Saved data entries
┏━━

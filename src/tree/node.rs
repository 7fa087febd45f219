use std::collections::HashMap;

use super::path;
use super::update::{Side, Update};

/// One path in the tree, with the last record each side reported for it.
#[derive(Debug, Clone, PartialEq, Eq)]
pub struct Node {
    name: String,
    path: String,
    children: HashMap<String, Node>,
    local: Option<Update>,
    remote: Option<Update>,
}

impl Node {
    pub(crate) fn root() -> Self {
        Self {
            name: String::new(),
            path: String::new(),
            children: HashMap::new(),
            local: Some(Update::new("")),
            remote: Some(Update::new("")),
        }
    }

    /// A node with no record on either side yet.
    fn placeholder(parent_path: &str, name: &str) -> Self {
        Self {
            name: name.to_string(),
            path: path::join(parent_path, name),
            children: HashMap::new(),
            local: None,
            remote: None,
        }
    }

    pub fn name(&self) -> &str {
        &self.name
    }

    pub fn path(&self) -> &str {
        &self.path
    }

    pub fn is_root(&self) -> bool {
        self.path.is_empty()
    }

    /// Path of the enclosing node, `None` for the root.
    pub fn parent_path(&self) -> Option<&str> {
        if self.is_root() {
            return None;
        }
        Some(
            self.path
                .strip_suffix(self.name.as_str())
                .and_then(|prefix| prefix.strip_suffix('/'))
                .unwrap_or(""),
        )
    }

    /// Children in no particular order.
    pub fn children(&self) -> impl ExactSizeIterator<Item = &Node> {
        self.children.values()
    }

    /// Children ordered by name.
    pub fn sorted_children(&self) -> Vec<&Node> {
        let mut children = self.children.values().collect::<Vec<_>>();
        children.sort_by(|a, b| a.name.cmp(&b.name));
        children
    }

    pub fn child(&self, name: &str) -> Option<&Node> {
        self.children.get(name)
    }

    pub fn has_children(&self) -> bool {
        !self.children.is_empty()
    }

    pub fn local(&self) -> Option<&Update> {
        self.local.as_ref()
    }

    pub fn remote(&self) -> Option<&Update> {
        self.remote.as_ref()
    }

    pub fn record(&self, side: Side) -> Option<&Update> {
        match side {
            Side::Local => self.local(),
            Side::Remote => self.remote(),
        }
    }

    /// A node nobody has reported on and that only existed to hold
    /// descendants which are now gone. Logically absent.
    pub fn is_vestige(&self) -> bool {
        !self.is_root() && self.local.is_none() && self.remote.is_none() && !self.has_children()
    }

    /// True when only one side knows the path, or both know it differently.
    pub fn disagrees(&self) -> bool {
        match (&self.local, &self.remote) {
            (Some(local), Some(remote)) => !local.is_equivalent_ignoring_time(remote),
            (None, None) => false,
            _ => true,
        }
    }

    /// Number of nodes below this one.
    pub fn descendant_count(&self) -> usize {
        self.children
            .values()
            .map(|child| 1 + child.descendant_count())
            .sum()
    }

    /// Looks up the child called `name`, creating a placeholder for it when
    /// it does not exist yet. Read-only lookups go through [`child`](Self::child).
    pub(crate) fn child_named(&mut self, name: &str) -> &mut Node {
        let parent_path = &self.path;
        self.children
            .entry(name.to_string())
            .or_insert_with(|| Node::placeholder(parent_path, name))
    }

    pub(crate) fn set_record(&mut self, side: Side, update: Update) {
        match side {
            Side::Local => self.local = Some(update),
            Side::Remote => self.remote = Some(update),
        }
    }

    /// Drops the whole subtree and returns how many nodes went with it.
    pub(crate) fn clear_children(&mut self) -> usize {
        let removed = self.descendant_count();
        self.children.clear();
        removed
    }
}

┗━━

Problem to solve.
Select the lines from the entries that include the word "nodes".

Response area.
    /// Number of nodes below this one.
    /// Drops the whole subtree and returns how many nodes went with it.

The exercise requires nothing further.